Comparison distribution

As part of the curation process, QIAGEN statisticians calculate full differential expression analyses between each cluster in a dimension reduction "CellMap" and all other clusters, revealing the genes that are most enriched and depleted in each cluster. For each comparison, a group of Case cells (one cluster) and a group of Control cells (all other clusters)

Use the comparison distribution View to identify the comparisons that are relevant to your data. For example, use Case.TissueCategory filter (left) to filter for liver cell clusters from pancreas tissue, then Specify Histogram Columns (right) to group on Case.ClusterCellType. This reveals the precomputed comparisons for pancreatic alpha cells, beta cells, PP cells, etc.

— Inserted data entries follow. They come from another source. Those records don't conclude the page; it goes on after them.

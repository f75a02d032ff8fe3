//! VideoFilters logging utilities.
//!
//! Every log line is shaped like:
//!     <timestamp> [TAG][thread] message
//!
//! stderr (the devtools console in the browser build) is always the primary
//! sink. `init` can add an append-only file sink for audit/debug. Both the
//! engine and the desktop harness log through the `logi!`, `logw!` and
//! `loge!` macros exported here.

use std::fs::OpenOptions;
use std::io::Write;
use std::path::PathBuf;
use std::sync::{Mutex, OnceLock};
use std::time::{SystemTime, UNIX_EPOCH};

static LOG_FILE: OnceLock<Mutex<Option<std::fs::File>>> = OnceLock::new();
static RUN_ID: OnceLock<String> = OnceLock::new();

/// Initialize logging. Call once at startup.
/// - If `log_file` is Some, all log lines are appended to that path as well.
///
/// Returns the generated run_id.
pub fn init(log_file: Option<PathBuf>) -> String {
    let rid = RUN_ID
        .get_or_init(|| {
            // Short correlation id: time xor pid
            let now = SystemTime::now().duration_since(UNIX_EPOCH).unwrap_or_default();
            format!("{:08x}", (now.as_nanos() as u64) ^ (std::process::id() as u64))
        })
        .clone();

    let _ = LOG_FILE.get_or_init(|| Mutex::new(None));

    if let Some(path) = log_file {
        match OpenOptions::new().create(true).append(true).open(&path) {
            Ok(f) => {
                if let Some(m) = LOG_FILE.get() {
                    if let Ok(mut guard) = m.lock() {
                        *guard = Some(f);
                    }
                }
            }
            Err(e) => {
                // The macros route through log_line, which is fine here; the sink is just absent.
                log_line("WARN", "LOG", &format!("failed to open log file {}: {e}", path.display()));
            }
        }
    }

    rid
}

/// Current run id (empty if init() wasn't called).
pub fn run_id() -> &'static str {
    RUN_ID.get().map(|s| s.as_str()).unwrap_or("")
}

// Local time when available, UTC otherwise.
#[cfg(not(all(feature = "web", target_arch = "wasm32")))]
pub fn log_timestamp() -> String {
    let now = time::OffsetDateTime::now_local().unwrap_or_else(|_| time::OffsetDateTime::now_utc());
    let fmt = time::macros::format_description!(
        "[year]-[month]-[day] [hour]:[minute]:[second].[subsecond digits:3]"
    );
    now.format(&fmt).unwrap_or_else(|_| "<time-format-error>".to_string())
}

#[cfg(all(feature = "web", target_arch = "wasm32"))]
pub fn log_timestamp() -> String {
    String::from(js_sys::Date::new_0().to_iso_string())
}

pub fn log_thread_name() -> String {
    std::thread::current().name().unwrap_or("main").to_string()
}

/// Write one fully formatted line to stderr + optional file sink.
#[doc(hidden)]
pub fn log_line(_level: &str, tag: &str, msg: &str) {
    let line = format!("{} [{}][{}] {}", log_timestamp(), tag, log_thread_name(), msg);

    #[cfg(all(feature = "web", target_arch = "wasm32"))]
    web_sys::console::log_1(&line.as_str().into());
    #[cfg(not(all(feature = "web", target_arch = "wasm32")))]
    eprintln!("{line}");

    if let Some(m) = LOG_FILE.get() {
        if let Ok(mut guard) = m.lock() {
            if let Some(f) = guard.as_mut() {
                let _ = writeln!(f, "{line}");
                let _ = f.flush();
            }
        }
    }
}

#[macro_export]
macro_rules! logi {
    ($tag:expr, $($arg:tt)*) => {{
        let msg = format!($($arg)*);
        $crate::logging::log_line("INFO", $tag, &msg);
    }};
}

#[macro_export]
macro_rules! logw {
    ($tag:expr, $($arg:tt)*) => {{
        let msg = format!($($arg)*);
        $crate::logging::log_line("WARN", $tag, &msg);
    }};
}

#[macro_export]
macro_rules! loge {
    ($tag:expr, $($arg:tt)*) => {{
        let msg = format!($($arg)*);
        $crate::logging::log_line("ERROR", $tag, &msg);
    }};
}
use crossbeam_channel::Sender;

use crate::gl::ShaderStage;

/// Why a shader session went away.
#[derive(Debug, Clone, Copy, PartialEq, Eq)]
pub enum StopReason {
    Disabled,
    VideoRemoved,
    Replaced,
    PageClosed,
}

#[derive(Debug, Clone)]
pub enum EngineEvent {
    /// A shader session is live and rendering.
    SessionStarted { id: String, uniforms: usize },

    /// A shader session was torn down.
    SessionStopped { id: String, reason: StopReason },

    /// Shader compile failed; the session was not created.
    ShaderCompileErr { id: String, stage: ShaderStage, log: String },

    /// Program link failed; the session was not created.
    ShaderLinkErr { id: String, log: String },

    /// A schema uniform has no location in the linked program (usually optimized out).
    UniformMissing { id: String, name: String },
}

/// Optional fan-out of engine events. Sending never blocks and a disconnected
/// receiver is not an error.
#[derive(Debug, Clone, Default)]
pub struct EventSink {
    tx: Option<Sender<EngineEvent>>,
}

impl EventSink {
    pub fn new(tx: Sender<EngineEvent>) -> Self {
        Self { tx: Some(tx) }
    }

    pub fn none() -> Self {
        Self { tx: None }
    }

    pub fn emit(&self, ev: EngineEvent) {
        if let Some(tx) = &self.tx {
            let _ = tx.try_send(ev);
        }
    }
}
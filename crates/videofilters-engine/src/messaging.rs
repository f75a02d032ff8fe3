//! Popup <-> page messaging.
//!
//! The popup never touches a page's GL state directly. It sends a
//! [`PageCommand`] to one frame (or all frames) and gets one reply per frame
//! that handled it.

use std::cell::{RefCell, RefMut};
use std::time::Duration;

use crossbeam_channel::{bounded, unbounded, Receiver, RecvTimeoutError, Sender};
use serde::{Deserialize, Serialize};

use crate::error::EngineError;
use crate::host::PageHost;
use crate::page::PageContext;
use crate::settings::ShaderSource;
use crate::uniforms::UniformSpec;

#[derive(Debug, Clone, PartialEq, Eq, Serialize, Deserialize)]
#[serde(rename_all = "camelCase")]
pub enum FrameTarget {
    AllFrames,
    Frame(String),
}

impl FrameTarget {
    pub fn matches(&self, uri: &str) -> bool {
        match self {
            FrameTarget::AllFrames => true,
            FrameTarget::Frame(u) => u == uri,
        }
    }
}

#[derive(Debug, Clone, PartialEq, Serialize, Deserialize)]
#[serde(tag = "type", rename_all = "camelCase")]
pub enum PageCommand {
    ListVideos,
    SetFilter { index: usize, filter: String },
    SetPlaybackRate { index: usize, rate: f64 },
    EnableShader { index: usize, source: ShaderSource, uniforms: Vec<UniformSpec> },
    DisableShader { index: usize },
    ToggleShader { index: usize, source: ShaderSource, uniforms: Vec<UniformSpec> },
    /// Current values of the named uniforms, if a session is live.
    ShaderStatus { index: usize, uniforms: Vec<String> },
    UpdateUniform { index: usize, name: String, value: f64 },
    TogglePictureInPicture { index: usize, advanced: bool },
}

/// One video as seen from the popup.
#[derive(Debug, Clone, PartialEq, Serialize, Deserialize)]
#[serde(rename_all = "camelCase")]
pub struct VideoInfo {
    pub index: usize,
    /// Inline CSS filter, possibly empty.
    pub filter: String,
    pub playback_rate: f64,
    pub uri: String,
    pub width: u32,
    pub height: u32,
}

impl VideoInfo {
    /// Native frame area, used to put the largest video first.
    pub fn area(&self) -> u64 {
        u64::from(self.width) * u64::from(self.height)
    }
}

#[derive(Debug, Clone, PartialEq, Serialize, Deserialize)]
#[serde(tag = "type", rename_all = "camelCase")]
pub enum PageReply {
    Videos { videos: Vec<VideoInfo> },
    Ack,
    /// The command was addressed to another frame.
    Skipped,
    ShaderStatus { active: bool, values: Vec<(String, f64)> },
    Rejected { reason: String },
}

#[derive(Debug, Clone, PartialEq, Serialize, Deserialize)]
pub struct FrameReply {
    pub uri: String,
    pub reply: PageReply,
}

pub trait Transport {
    /// Deliver `cmd` and collect the replies of every frame that handled it.
    fn send(&self, target: &FrameTarget, cmd: PageCommand) -> Result<Vec<FrameReply>, EngineError>;
}

fn dispatch<H: PageHost>(
    pages: &mut [PageContext<H>],
    target: &FrameTarget,
    cmd: PageCommand,
) -> Result<Vec<FrameReply>, EngineError> {
    let mut out = Vec::new();
    for page in pages.iter_mut() {
        match page.handle(target, cmd.clone()) {
            PageReply::Skipped => {}
            reply => out.push(FrameReply { uri: page.uri().to_string(), reply }),
        }
    }
    if out.is_empty() {
        if let FrameTarget::Frame(uri) = target {
            return Err(EngineError::transport(format!("no frame {uri}")));
        }
    }
    Ok(out)
}

/// Page contexts living in the same thread as the caller.
pub struct LocalTransport<H: PageHost> {
    pages: RefCell<Vec<PageContext<H>>>,
}

impl<H: PageHost> LocalTransport<H> {
    pub fn new(pages: Vec<PageContext<H>>) -> Self {
        Self { pages: RefCell::new(pages) }
    }

    pub fn pages(&self) -> RefMut<'_, Vec<PageContext<H>>> {
        self.pages.borrow_mut()
    }

    pub fn into_pages(self) -> Vec<PageContext<H>> {
        self.pages.into_inner()
    }
}

impl<H: PageHost> Transport for LocalTransport<H> {
    fn send(&self, target: &FrameTarget, cmd: PageCommand) -> Result<Vec<FrameReply>, EngineError> {
        let mut pages = self
            .pages
            .try_borrow_mut()
            .map_err(|_| EngineError::transport("page context busy"))?;
        dispatch(&mut pages, target, cmd)
    }
}

struct PageRequest {
    target: FrameTarget,
    cmd: PageCommand,
    reply: Sender<Result<Vec<FrameReply>, EngineError>>,
}

/// Sending half; lives on the popup/console thread.
#[derive(Clone)]
pub struct ChannelTransport {
    tx: Sender<PageRequest>,
    timeout: Duration,
}

/// Receiving half; drained by whoever owns the page contexts.
pub struct PageServer {
    rx: Receiver<PageRequest>,
}

pub fn channel(timeout: Duration) -> (ChannelTransport, PageServer) {
    let (tx, rx) = unbounded();
    (ChannelTransport { tx, timeout }, PageServer { rx })
}

impl Transport for ChannelTransport {
    fn send(&self, target: &FrameTarget, cmd: PageCommand) -> Result<Vec<FrameReply>, EngineError> {
        let (reply, reply_rx) = bounded(1);
        self.tx
            .send(PageRequest { target: target.clone(), cmd, reply })
            .map_err(|_| EngineError::transport("page side disconnected"))?;
        match reply_rx.recv_timeout(self.timeout) {
            Ok(r) => r,
            Err(RecvTimeoutError::Timeout) => {
                Err(EngineError::transport(format!("no reply within {:?}", self.timeout)))
            }
            Err(RecvTimeoutError::Disconnected) => Err(EngineError::transport("page side dropped the request")),
        }
    }
}

impl PageServer {
    /// Handle every queued request. Returns how many were handled.
    pub fn pump<H: PageHost>(&self, pages: &mut [PageContext<H>]) -> usize {
        let mut n = 0;
        while let Ok(req) = self.rx.try_recv() {
            let result = dispatch(pages, &req.target, req.cmd);
            // requester may have timed out already
            let _ = req.reply.send(result);
            n += 1;
        }
        n
    }
}
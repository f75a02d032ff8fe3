//! Key-value settings storage.
//!
//! Values are JSON. Every store is last-writer-wins; nothing here is
//! transactional.

use std::path::{Path, PathBuf};

use serde_json::{Map, Value};

use crate::error::EngineError;

pub trait SettingsStore {
    fn get(&self, key: &str) -> Result<Option<Value>, EngineError>;
    fn set(&mut self, key: &str, value: Value) -> Result<(), EngineError>;
}

#[derive(Debug, Clone, Default)]
pub struct MemoryStore {
    map: Map<String, Value>,
}

impl MemoryStore {
    pub fn new() -> Self {
        Self::default()
    }

    pub fn with(mut self, key: &str, value: Value) -> Self {
        self.map.insert(key.to_string(), value);
        self
    }
}

impl SettingsStore for MemoryStore {
    fn get(&self, key: &str) -> Result<Option<Value>, EngineError> {
        Ok(self.map.get(key).cloned())
    }

    fn set(&mut self, key: &str, value: Value) -> Result<(), EngineError> {
        self.map.insert(key.to_string(), value);
        Ok(())
    }
}

/// One JSON object per file, re-read on every access so separate processes
/// (or threads) sharing the file see each other's writes.
#[derive(Debug, Clone)]
pub struct JsonFileStore {
    path: PathBuf,
}

impl JsonFileStore {
    pub fn new(path: impl Into<PathBuf>) -> Self {
        Self { path: path.into() }
    }

    pub fn path(&self) -> &Path {
        &self.path
    }

    fn read_all(&self) -> Result<Map<String, Value>, EngineError> {
        if !self.path.exists() {
            return Ok(Map::new());
        }
        match load_json_result::<Value>(&self.path)? {
            Value::Object(map) => Ok(map),
            Value::Null => Ok(Map::new()),
            _ => Err(EngineError::InvalidSettings {
                key: self.path.display().to_string(),
                msg: "top-level value must be an object".into(),
            }),
        }
    }
}

impl SettingsStore for JsonFileStore {
    fn get(&self, key: &str) -> Result<Option<Value>, EngineError> {
        Ok(self.read_all()?.remove(key))
    }

    fn set(&mut self, key: &str, value: Value) -> Result<(), EngineError> {
        let mut all = self.read_all()?;
        all.insert(key.to_string(), value);

        let text = serde_json::to_string_pretty(&Value::Object(all)).map_err(|e| EngineError::Json {
            path: self.path.clone(),
            source: e,
        })?;
        std::fs::write(&self.path, text).map_err(|e| EngineError::Io {
            path: self.path.clone(),
            source: e,
        })
    }
}

/// Locate the settings file.
///
/// Resolution order:
/// 1) explicit path (CLI flag)
/// 2) `VIDEOFILTERS_SETTINGS` env var (if set)
/// 3) `videofilters.settings.json` in `fallback_dir`
pub fn resolve_settings_path(explicit: Option<PathBuf>, fallback_dir: &Path) -> PathBuf {
    if let Some(p) = explicit {
        return p;
    }
    if let Ok(p) = std::env::var("VIDEOFILTERS_SETTINGS") {
        if !p.trim().is_empty() {
            return PathBuf::from(p);
        }
    }
    fallback_dir.join("videofilters.settings.json")
}

/// Read a UTF-8 file into a String (Result-based).
pub fn read_to_string_result(path: &Path) -> Result<String, EngineError> {
    std::fs::read_to_string(path).map_err(|e| EngineError::Io {
        path: path.to_path_buf(),
        source: e,
    })
}

/// Deserialize JSON from a file (Result-based).
pub fn load_json_result<T: serde::de::DeserializeOwned>(path: &Path) -> Result<T, EngineError> {
    let s = read_to_string_result(path)?;
    serde_json::from_str(&s).map_err(|e| EngineError::Json {
        path: path.to_path_buf(),
        source: e,
    })
}
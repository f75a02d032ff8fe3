//! Hot-reload watcher
//!
//! We watch the parent **directories** rather than the files themselves because
//! editors usually save by writing a temp file and renaming it over the old one.
//!
//! The watcher only sends signals. Reading, validating and recompiling the
//! shader stays on the render thread.

use crossbeam_channel::{unbounded, Receiver};
use notify::{Config, Event, RecommendedWatcher, RecursiveMode, Watcher};
use std::path::{Path, PathBuf};
use std::time::Duration;

#[derive(Debug, Clone, PartialEq, Eq)]
pub enum HotEvent {
    /// The fragment shader passed with `--shader` was saved.
    ShaderChanged(PathBuf),
    /// The settings file was rewritten (options page, another console, an editor).
    SettingsChanged(PathBuf),
}

pub struct HotReload {
    _watcher: RecommendedWatcher,
    rx: Receiver<HotEvent>,
}

/// Map a changed path onto the file it matters for, if any.
pub fn classify(changed: &Path, shader: Option<&Path>, settings: &Path) -> Option<HotEvent> {
    let same = |a: &Path, b: &Path| a.file_name().is_some() && a.file_name() == b.file_name();
    if let Some(s) = shader {
        if same(changed, s) {
            return Some(HotEvent::ShaderChanged(s.to_path_buf()));
        }
    }
    if same(changed, settings) {
        return Some(HotEvent::SettingsChanged(settings.to_path_buf()));
    }
    None
}

impl HotReload {
    pub fn rx(&self) -> &Receiver<HotEvent> {
        &self.rx
    }

    pub fn new(shader_path: Option<PathBuf>, settings_path: PathBuf) -> anyhow::Result<Self> {
        let (tx, rx) = unbounded::<HotEvent>();

        let shader = shader_path.clone();
        let settings = settings_path.clone();
        let mut watcher = RecommendedWatcher::new(
            move |res: Result<Event, notify::Error>| {
                if let Ok(ev) = res {
                    for p in ev.paths {
                        if let Some(hot) = classify(&p, shader.as_deref(), &settings) {
                            let _ = tx.send(hot);
                        }
                    }
                }
            },
            Config::default().with_poll_interval(Duration::from_millis(250)),
        )?;

        watch_parent(&mut watcher, &settings_path)?;
        if let Some(p) = &shader_path {
            if p.parent() != settings_path.parent() {
                watch_parent(&mut watcher, p)?;
            }
        }

        Ok(Self { _watcher: watcher, rx })
    }
}

fn watch_parent(w: &mut RecommendedWatcher, file: &Path) -> anyhow::Result<()> {
    let parent = match file.parent() {
        Some(p) if !p.as_os_str().is_empty() => p.to_path_buf(),
        _ => PathBuf::from("."),
    };
    w.watch(&parent, RecursiveMode::NonRecursive)?;
    Ok(())
}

Select one or more comparisons (e.g. pancreatic beta cell) to confirm the details, then click "Browse Selected Comparisons" to open the full volcano plots.

CellMap Browser

In Single Cell Lands, Dimension Reduction plots are called CellMaps, because they may be derived from multiple algorithms, and it is tedious to keep writing "Dimension Reduction". You can browse the available CellMaps in the CellMap browser.

Before you open this View, consider filtering for data most relevant to you, such as particular tissues. CellMaps contain a lot of data, so initial syncing will take a few minutes if you attempt to browse all the data, and the variety of cell types will be hard to interpret easily.

Try filtering for a few tissues, like "embryo" (often cells differentiated from ESCs) or "skin".